● **Exercise**
Check each line of the listing below for the string "ConditionalThrowTo", then give only the number of lines where it occurs.

● **Supplied records**
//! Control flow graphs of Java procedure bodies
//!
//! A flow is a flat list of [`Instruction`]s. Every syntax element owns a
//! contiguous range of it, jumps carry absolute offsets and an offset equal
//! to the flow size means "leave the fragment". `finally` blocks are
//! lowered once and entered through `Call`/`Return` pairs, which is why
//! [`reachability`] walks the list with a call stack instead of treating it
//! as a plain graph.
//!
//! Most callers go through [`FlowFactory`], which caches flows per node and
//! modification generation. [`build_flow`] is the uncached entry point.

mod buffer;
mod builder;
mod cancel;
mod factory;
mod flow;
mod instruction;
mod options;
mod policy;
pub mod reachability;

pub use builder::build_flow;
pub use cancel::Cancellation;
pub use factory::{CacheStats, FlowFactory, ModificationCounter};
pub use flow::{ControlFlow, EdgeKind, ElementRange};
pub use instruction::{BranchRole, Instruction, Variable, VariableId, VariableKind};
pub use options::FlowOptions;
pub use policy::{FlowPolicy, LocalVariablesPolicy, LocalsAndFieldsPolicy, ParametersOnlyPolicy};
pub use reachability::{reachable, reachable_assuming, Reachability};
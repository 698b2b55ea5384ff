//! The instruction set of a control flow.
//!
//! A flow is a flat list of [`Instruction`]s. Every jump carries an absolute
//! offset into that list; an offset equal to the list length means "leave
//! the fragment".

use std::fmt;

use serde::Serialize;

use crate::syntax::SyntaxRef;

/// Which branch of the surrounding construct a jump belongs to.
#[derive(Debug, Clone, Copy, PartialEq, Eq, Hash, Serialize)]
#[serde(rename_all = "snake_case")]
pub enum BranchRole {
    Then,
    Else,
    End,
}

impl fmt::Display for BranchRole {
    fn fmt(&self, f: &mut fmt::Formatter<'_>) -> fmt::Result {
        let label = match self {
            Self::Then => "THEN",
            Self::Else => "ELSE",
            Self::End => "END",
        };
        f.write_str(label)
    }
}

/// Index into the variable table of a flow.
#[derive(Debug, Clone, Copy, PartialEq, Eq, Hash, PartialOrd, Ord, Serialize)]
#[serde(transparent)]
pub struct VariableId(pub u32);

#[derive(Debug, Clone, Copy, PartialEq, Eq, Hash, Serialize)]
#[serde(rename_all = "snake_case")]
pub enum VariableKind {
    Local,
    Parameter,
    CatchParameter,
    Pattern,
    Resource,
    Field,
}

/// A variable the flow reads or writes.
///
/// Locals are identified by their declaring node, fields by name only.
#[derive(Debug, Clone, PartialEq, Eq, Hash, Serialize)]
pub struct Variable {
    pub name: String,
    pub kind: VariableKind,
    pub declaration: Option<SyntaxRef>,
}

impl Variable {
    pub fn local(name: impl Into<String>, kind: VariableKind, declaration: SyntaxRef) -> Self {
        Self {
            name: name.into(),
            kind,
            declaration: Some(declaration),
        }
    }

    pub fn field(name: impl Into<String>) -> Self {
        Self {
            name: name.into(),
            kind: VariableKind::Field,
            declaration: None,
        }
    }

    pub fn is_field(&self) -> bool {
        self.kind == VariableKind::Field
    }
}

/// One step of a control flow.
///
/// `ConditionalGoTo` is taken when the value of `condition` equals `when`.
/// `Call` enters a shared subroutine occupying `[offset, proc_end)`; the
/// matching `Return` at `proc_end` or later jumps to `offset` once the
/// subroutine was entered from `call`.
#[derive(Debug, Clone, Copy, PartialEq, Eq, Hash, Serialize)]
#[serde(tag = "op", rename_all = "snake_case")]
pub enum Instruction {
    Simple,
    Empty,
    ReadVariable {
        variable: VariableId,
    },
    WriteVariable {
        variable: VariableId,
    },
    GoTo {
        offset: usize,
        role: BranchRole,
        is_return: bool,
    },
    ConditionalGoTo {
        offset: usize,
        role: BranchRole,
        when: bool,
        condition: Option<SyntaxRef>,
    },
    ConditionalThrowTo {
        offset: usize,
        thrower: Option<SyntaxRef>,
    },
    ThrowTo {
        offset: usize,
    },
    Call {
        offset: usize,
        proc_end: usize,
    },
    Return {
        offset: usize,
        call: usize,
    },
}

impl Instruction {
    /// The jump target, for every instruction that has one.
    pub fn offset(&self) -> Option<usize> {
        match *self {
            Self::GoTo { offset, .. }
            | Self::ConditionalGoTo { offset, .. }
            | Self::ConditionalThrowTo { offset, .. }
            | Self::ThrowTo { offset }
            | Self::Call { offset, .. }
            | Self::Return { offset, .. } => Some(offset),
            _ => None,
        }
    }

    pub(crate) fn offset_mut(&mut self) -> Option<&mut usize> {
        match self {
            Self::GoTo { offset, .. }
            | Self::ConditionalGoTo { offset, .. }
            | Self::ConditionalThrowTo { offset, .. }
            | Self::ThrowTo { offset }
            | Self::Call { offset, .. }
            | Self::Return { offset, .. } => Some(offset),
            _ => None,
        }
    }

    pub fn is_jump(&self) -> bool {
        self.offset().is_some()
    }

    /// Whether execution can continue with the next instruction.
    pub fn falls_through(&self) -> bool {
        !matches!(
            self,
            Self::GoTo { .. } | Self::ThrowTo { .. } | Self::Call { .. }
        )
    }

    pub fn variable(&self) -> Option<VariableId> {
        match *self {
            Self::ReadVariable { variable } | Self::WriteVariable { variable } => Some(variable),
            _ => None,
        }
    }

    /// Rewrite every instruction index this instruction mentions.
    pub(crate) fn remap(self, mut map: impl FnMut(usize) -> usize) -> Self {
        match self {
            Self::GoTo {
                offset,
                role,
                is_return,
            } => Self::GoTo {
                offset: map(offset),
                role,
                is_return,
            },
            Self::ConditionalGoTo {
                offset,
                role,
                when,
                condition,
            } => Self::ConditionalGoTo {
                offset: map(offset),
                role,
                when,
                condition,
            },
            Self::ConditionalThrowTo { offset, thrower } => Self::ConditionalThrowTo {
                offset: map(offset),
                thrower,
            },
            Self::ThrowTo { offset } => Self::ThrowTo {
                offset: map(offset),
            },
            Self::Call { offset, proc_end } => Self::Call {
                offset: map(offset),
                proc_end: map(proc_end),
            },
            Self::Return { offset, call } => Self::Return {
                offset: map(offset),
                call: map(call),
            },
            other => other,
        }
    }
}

● **Answer below**
4